P-rep will undoubtedly be interpreted with the shorthand "probability of replication", which at least has the advantage of being closer to the intended meaning of the statistic.

I don't usually post on these discussions but I have to agree with lcon on this one.

James, I am a statistician whose background is logic and maths. I also teach statistics to doctoral students across the sciences. After several years of trying to make them understand the finer points of statistical theory, I eventually realised that the 'hacky' understanding many of them held about p values still enabled them to carry out and interpret sophisticated experimental design and analyses.

As one student put it, he did not have to know the electrochemical makeup of a neuron to interpret an fMRI experiment: thinking of it in a 'hacky' way as neurons firing and using oxygen does the job.

In other words, the statistician in me gets very uncomfortable when I hear students vocalise their personal interpretations of p values, but the scientist in me can't find fault with their interpretations the stats when it comes to experimental research.

I'm all for p rep, by the way. It should be easier to explain to students when it hits the mainstream!

Well, it's good to see that we all agree on the basic facts. There's a bunch of climate scientists who have spent the last several years trying to redefine probability theory in order to validate their incorrect understanding of this point (which is why I am getting so dogmatic on the subject, not that I claim any great expertise).

As for does it matter, well I agree in practice it generally does not matter greatly, especially in cases where there is a reasonable prior belief that an effect of reasonable magnitude exists (and if not, the experiment probably wouldn't have been performed), which is probably why the incorrect interpretation has been able to survive and indeed flourish.
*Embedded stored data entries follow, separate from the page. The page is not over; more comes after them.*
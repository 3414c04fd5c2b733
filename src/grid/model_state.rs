use super::{allocate_wells, correct_axisymmetric, fill_parameter, fill_zone_names, set_boundary_conditions};
use super::{CellValue, FillReport, Grid, WellAllocation};
use crate::base::{as_strs, Config, ModelExtent, Schematization};
use crate::base::{HK, POROSITY, RECHARGE, STORAGE, VANI};
use crate::StrError;
use ndarray::{Array2, Array3, Axis};
use serde::{Deserialize, Serialize};
use std::fmt;

/// Describes a problem found while filling the parameter grids
#[derive(Clone, Debug, PartialEq, Serialize, Deserialize)]
pub enum FillIssue {
    /// The parameter could not be filled at all
    Failed { parameter: String, message: String },

    /// A zone defining the parameter is not resolved by the grid
    Unresolved { parameter: String, zone: String },

    /// Some physical cells were not painted by any zone
    Unfilled { parameter: String, count: usize },
}

/// Collects the parameter-fill issues of a build
#[derive(Clone, Debug, Default, Serialize, Deserialize)]
pub struct BuildReport {
    pub issues: Vec<FillIssue>,
}

impl BuildReport {
    /// Allocates an empty report
    pub fn new() -> Self {
        BuildReport { issues: Vec::new() }
    }

    /// Indicates that all parameters were filled without issues
    pub fn is_clean(&self) -> bool {
        self.issues.is_empty()
    }

    /// Records the outcome of a fill and returns the grid (or the fallback if the fill failed)
    pub fn collect<T>(
        &mut self,
        parameter: &str,
        result: Result<(Array3<T>, FillReport), StrError>,
        fallback: Array3<T>,
    ) -> Array3<T>
    where
        T: CellValue,
    {
        match result {
            Ok((values, report)) => {
                for zone in report.unresolved {
                    self.issues.push(FillIssue::Unresolved {
                        parameter: report.parameter.clone(),
                        zone,
                    });
                }
                if report.unfilled > 0 {
                    self.issues.push(FillIssue::Unfilled {
                        parameter: report.parameter,
                        count: report.unfilled,
                    });
                }
                values
            }
            Err(message) => {
                self.issues.push(FillIssue::Failed {
                    parameter: parameter.to_string(),
                    message: message.to_string(),
                });
                fallback
            }
        }
    }
}

/// Holds the grid and every parameter field handed to the flow solver
///
/// All grids are indexed as `[layer, row, column]` and owned by this struct.
#[derive(Clone, Debug, Serialize, Deserialize)]
pub struct ModelState {
    /// Overall dimensions of the aquifer system
    pub extent: ModelExtent,

    /// The discretization
    pub grid: Grid,

    /// Horizontal hydraulic conductivity (corrected if axisymmetric)
    #[serde(with = "crate::util::unfilled_cells")]
    pub hk: Array3<f64>,

    /// Vertical anisotropy ratio hk/vk
    #[serde(with = "crate::util::unfilled_cells")]
    pub vani: Array3<f64>,

    /// Vertical hydraulic conductivity = hk / vani
    #[serde(with = "crate::util::unfilled_cells")]
    pub vk: Array3<f64>,

    /// Effective porosity
    #[serde(with = "crate::util::unfilled_cells")]
    pub porosity: Array3<f64>,

    /// Specific storage (corrected if axisymmetric)
    #[serde(with = "crate::util::unfilled_cells")]
    pub storage: Array3<f64>,

    /// Recharge (corrected if axisymmetric)
    #[serde(with = "crate::util::unfilled_cells")]
    pub recharge: Array3<f64>,

    /// Cell flags
    pub ibound: Array3<i32>,

    /// Starting heads
    #[serde(with = "crate::util::unfilled_cells")]
    pub strt: Array3<f64>,

    /// Name of the geological or well zone of each cell
    pub material: Array3<String>,

    /// Well discharges distributed over the cells
    pub wells: Vec<WellAllocation>,
}

impl ModelState {
    /// Builds the grid and all parameter fields
    ///
    /// The stages run in this order:
    ///
    /// 1. discretization
    /// 2. parameter filling (hk, vani, porosity, storage, recharge, material)
    /// 3. axisymmetric correction of `config.corrected`
    /// 4. vertical conductivity
    /// 5. boundary conditions
    /// 6. well allocation
    ///
    /// Discretization, boundary, and well errors abort the build. Parameter-fill
    /// problems do not; they are returned in the report.
    pub fn build(schematization: &Schematization, config: &Config) -> Result<(Self, BuildReport), StrError> {
        let geo = as_strs(&config.geo_categories);
        let recharge_categories = as_strs(&config.recharge_categories);
        let boundary_categories = as_strs(&config.boundary_categories);
        for category in geo
            .iter()
            .chain(recharge_categories.iter())
            .chain(boundary_categories.iter())
            .chain([config.well_category.as_str()].iter())
        {
            schematization.category(category)?;
        }

        // grid
        let extent = ModelExtent::new(schematization, &geo)?;
        let grid = Grid::new(schematization, config)?;

        // parameters
        let mut report = BuildReport::new();
        let fill = |parameter: &str, categories: &[&str], initial: Option<Array3<f64>>| {
            fill_parameter(&grid, schematization, categories, parameter, initial)
        };
        let mut hk = report.collect(HK, fill(HK, &geo, None), grid.empty());
        let vani_init = grid.alloc(config.vani_default);
        let vani = report.collect(VANI, fill(VANI, &geo, Some(vani_init.clone())), vani_init);
        let porosity = report.collect(POROSITY, fill(POROSITY, &geo, None), grid.empty());
        let storage_init = grid.alloc(config.storage_default);
        let mut storage = report.collect(STORAGE, fill(STORAGE, &geo, Some(storage_init.clone())), storage_init);
        let recharge_init = grid.alloc(0.0);
        let mut recharge = report.collect(
            RECHARGE,
            fill(RECHARGE, &recharge_categories, Some(recharge_init.clone())),
            recharge_init,
        );
        let mut material_categories = geo.clone();
        if !material_categories.contains(&config.well_category.as_str()) {
            material_categories.push(config.well_category.as_str());
        }
        let names = fill_zone_names(&grid, schematization, &material_categories);
        let material = report.collect("material", names, grid.alloc(String::new()));

        // correction
        let xmid = grid.columns.centers.as_data();
        for (parameter, values) in [(HK, &mut hk), (STORAGE, &mut storage), (RECHARGE, &mut recharge)] {
            if config.is_corrected(parameter) {
                correct_axisymmetric(values, xmid, config.angle)?;
            }
        }
        let vk = &hk / &vani;

        // boundary conditions and wells
        let bcs = set_boundary_conditions(&grid, schematization, &boundary_categories, config.initial_head)?;
        let wells = allocate_wells(&grid, schematization, &config.well_category, &config.discharge_key, &hk)?;

        for issue in &report.issues {
            log::warn!("{}", issue);
        }
        let state = ModelState {
            extent,
            grid,
            hk,
            vani,
            vk,
            porosity,
            storage,
            recharge,
            ibound: bcs.ibound,
            strt: bcs.strt,
            material,
            wells,
        };
        Ok((state, report))
    }

    /// Returns the recharge of the top layer (the solver's 2-D recharge array)
    pub fn recharge_top(&self) -> Array2<f64> {
        self.recharge.index_axis(Axis(0), 0).to_owned()
    }

    /// Fills an additional parameter grid from the geological zones (e.g., a redox class)
    pub fn fill_extra<T>(
        &self,
        schematization: &Schematization,
        config: &Config,
        parameter: &str,
    ) -> Result<(Array3<T>, FillReport), StrError>
    where
        T: CellValue,
    {
        fill_parameter(&self.grid, schematization, &as_strs(&config.geo_categories), parameter, None)
    }
}

impl fmt::Display for FillIssue {
    fn fmt(&self, f: &mut fmt::Formatter<'_>) -> fmt::Result {
        match self {
            FillIssue::Failed { parameter, message } => write!(f, "{}: {}", parameter, message),
            FillIssue::Unresolved { parameter, zone } => {
                write!(f, "{}: zone {} is not resolved by the grid", parameter, zone)
            }
            FillIssue::Unfilled { parameter, count } => write!(f, "{}: {} cells were not filled", parameter, count),
        }
    }
}

impl fmt::Display for BuildReport {
    fn fmt(&self, f: &mut fmt::Formatter<'_>) -> fmt::Result {
        write!(f, "Build report\n").unwrap();
        write!(f, "============\n").unwrap();
        if self.issues.is_empty() {
            write!(f, "no issues\n").unwrap();
        }
        for issue in &self.issues {
            write!(f, "{}\n", issue).unwrap();
        }
        Ok(())
    }
}

////////////////////////////////////////////////////////////////////////////////////////////////////////////////////////

#[cfg(test)]
mod tests {
    use super::{BuildReport, FillIssue, ModelState};
    use crate::base::{Config, ModelType, Samples, Schematization, Zone};
    use crate::base::{GEO_PARAMETERS, IBOUND_CONSTANT_HEAD, RECHARGE_PARAMETERS, WELL_PARAMETERS};
    use crate::StrError;
    use russell_lab::approx_eq;
    use russell_lab::math::PI;

    #[test]
    fn build_works_axisymmetric() -> Result<(), StrError> {
        let sch = Samples::phreatic();
        let (state, report) = ModelState::build(&sch, &Config::new())?;
        assert!(report.is_clean());
        assert_eq!(state.grid.shape(), (8, 2, 15));
        assert_eq!(state.extent.radius, 100.0);

        // corrected conductivity: hk × 2π × xmid
        let xmid = state.grid.columns.centers.as_data();
        approx_eq(state.hk[[0, 0, 0]], 1.0 * 2.0 * PI * xmid[0], 1e-13);
        approx_eq(state.hk[[7, 0, 5]], 10.0 * 2.0 * PI * xmid[5], 1e-12);
        assert_eq!(state.hk[[7, 1, 5]], 0.0);

        // the dummy row holds finite values
        assert!(state.vani.iter().all(|v| v.is_finite() && *v > 0.0));
        assert!(state.vk.iter().all(|v| v.is_finite() && *v >= 0.0));
        assert!(state.vk.slice(ndarray::s![.., 0, ..]).iter().all(|v| *v > 0.0));
        assert!(state.storage.iter().all(|v| v.is_finite() && *v > 0.0));
        assert_eq!(state.vani[[7, 1, 5]], 1.0);
        assert_eq!(state.vk[[7, 1, 5]], 0.0);

        // vertical conductivity
        approx_eq(state.vk[[0, 0, 3]], state.hk[[0, 0, 3]] / 10.0, 1e-14);
        approx_eq(state.vk[[6, 0, 3]], state.hk[[6, 0, 3]], 1e-14);

        // porosity and vani are not corrected
        assert_eq!(state.porosity[[0, 0, 14]], 0.3);
        assert_eq!(state.porosity[[5, 0, 14]], 0.25);
        assert_eq!(state.vani[[0, 0, 0]], 10.0);
        assert_eq!(state.vani[[5, 0, 0]], 1.0);

        // storage and recharge
        approx_eq(state.storage[[3, 0, 1]], 1e-5 * 2.0 * PI * xmid[1], 1e-18);
        let top = state.recharge_top();
        assert_eq!(top.dim(), (2, 15));
        approx_eq(xmid[14], 95.5, 1e-12);
        approx_eq(top[[0, 14]], 0.001 * 2.0 * PI * xmid[14], 1e-15);
        assert_eq!(top[[1, 14]], 0.0);

        // boundary conditions
        assert_eq!(state.ibound[[4, 0, 14]], IBOUND_CONSTANT_HEAD);

        // wells
        assert_eq!(state.wells.len(), 1);
        assert_eq!(state.wells[0].cells, &[(6, 0, 0), (7, 0, 0)]);
        approx_eq(state.wells[0].stress_period_data[0].3, -50.0, 1e-12);
        approx_eq(state.wells[0].allocated(), -100.0, 1e-12);

        // material and extra parameters
        assert_eq!(state.material[[0, 0, 0]], "shallow_aquifer");
        assert_eq!(state.material[[6, 0, 1]], "target_aquifer");
        assert_eq!(state.material[[6, 0, 0]], "well1");
        let (redox, _) = state.fill_extra::<String>(&sch, &Config::new(), "redox")?;
        assert_eq!(redox[[6, 0, 0]], "anoxic");
        Ok(())
    }

    #[test]
    fn build_works_without_correction() -> Result<(), StrError> {
        let sch = Samples::phreatic();
        let mut config = Config::new();
        config.set_model_type(ModelType::TwoDim)?;
        let (state, _) = ModelState::build(&sch, &config)?;
        assert_eq!(state.grid.shape(), (8, 2, 15));
        assert_eq!(state.hk[[0, 0, 0]], 1.0);
        assert_eq!(state.storage[[0, 0, 0]], 1e-5);
        assert_eq!(state.recharge[[0, 0, 7]], 0.001);
        approx_eq(state.wells[0].stress_period_data[1].3, -50.0, 1e-12);
        Ok(())
    }

    #[test]
    fn build_collects_fill_issues() -> Result<(), StrError> {
        let mut sch = Samples::phreatic();
        let mut wrong = Zone::new();
        wrong.set_radial(0.0, 1.0)?.set_param("porosity", "high")?;
        let mut thin = Zone::new();
        thin.set_radial(0.26, 0.3)?.set_param("recharge", 0.1)?;
        sch.add(GEO_PARAMETERS, "wrong", wrong)?
            .add(RECHARGE_PARAMETERS, "thin", thin)?;
        let mut config = Config::new();
        config.set_categories(&[GEO_PARAMETERS, WELL_PARAMETERS])?;
        let (state, report) = ModelState::build(&sch, &config)?;
        assert_eq!(
            report.issues,
            &[
                FillIssue::Failed {
                    parameter: "porosity".to_string(),
                    message: "parameter value has the wrong type for this grid".to_string(),
                },
                FillIssue::Unresolved {
                    parameter: "recharge".to_string(),
                    zone: "thin".to_string(),
                },
            ]
        );
        assert!(state.porosity.iter().all(|v| v.is_nan()));
        assert_eq!(
            format!("{}", report),
            "Build report\n\
             ============\n\
             porosity: parameter value has the wrong type for this grid\n\
             recharge: zone thin is not resolved by the grid\n"
        );
        Ok(())
    }

    #[test]
    fn build_report_collect_works() {
        let mut report = BuildReport::new();
        assert_eq!(format!("{}", report), "Build report\n============\nno issues\n");
        let values = report.collect::<f64>("hk", Err("stop"), ndarray::Array3::zeros((1, 1, 1)));
        assert_eq!(values.dim(), (1, 1, 1));
        assert_eq!(
            report.issues,
            &[FillIssue::Failed {
                parameter: "hk".to_string(),
                message: "stop".to_string()
            }]
        );
        assert_eq!(
            format!("{}", FillIssue::Unfilled { parameter: "hk".to_string(), count: 3 }),
            "hk: 3 cells were not filled"
        );
    }

    #[test]
    fn build_captures_errors() -> Result<(), StrError> {
        let mut sch = Samples::phreatic();
        let mut deep = Zone::new();
        deep.set_vertical(-30.0, -40.0)?.set_radial(0.0, 0.25)?.set_param("Q", -10.0)?;
        sch.add(WELL_PARAMETERS, "deep", deep)?;
        let mut config = Config::new();
        config.set_categories(&[GEO_PARAMETERS])?;
        assert_eq!(
            ModelState::build(&sch, &config).err(),
            Some("well does not occupy any grid cell")
        );

        let mut sch = Schematization::new();
        let mut zone = Zone::new();
        zone.set_radial(0.0, 1.0)?.set_vertical(0.0, -1.0)?;
        sch.add(GEO_PARAMETERS, "only", zone)?;
        assert_eq!(
            ModelState::build(&sch, &Config::new()).err(),
            Some("required category is missing from schematization")
        );
        Ok(())
    }
}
But then on the occasion when the error does matter, as it undoubtedly does in some aspects of climate science, one risks having one's papers rejected on the grounds that everyone does it that way (yes really), and reams of incorrect literature is quoted back in defence of the error.

Is there actually a valid reason why scientists should not be taught correctly?

I'm not sure really what the point of p-rep is other than to enable frequentists to continue to misrepresent their results as something other than what they are really capable of assessing. Maybe it could be taken as an encouraging sign that they acknowledge that the p-value is routinely abused.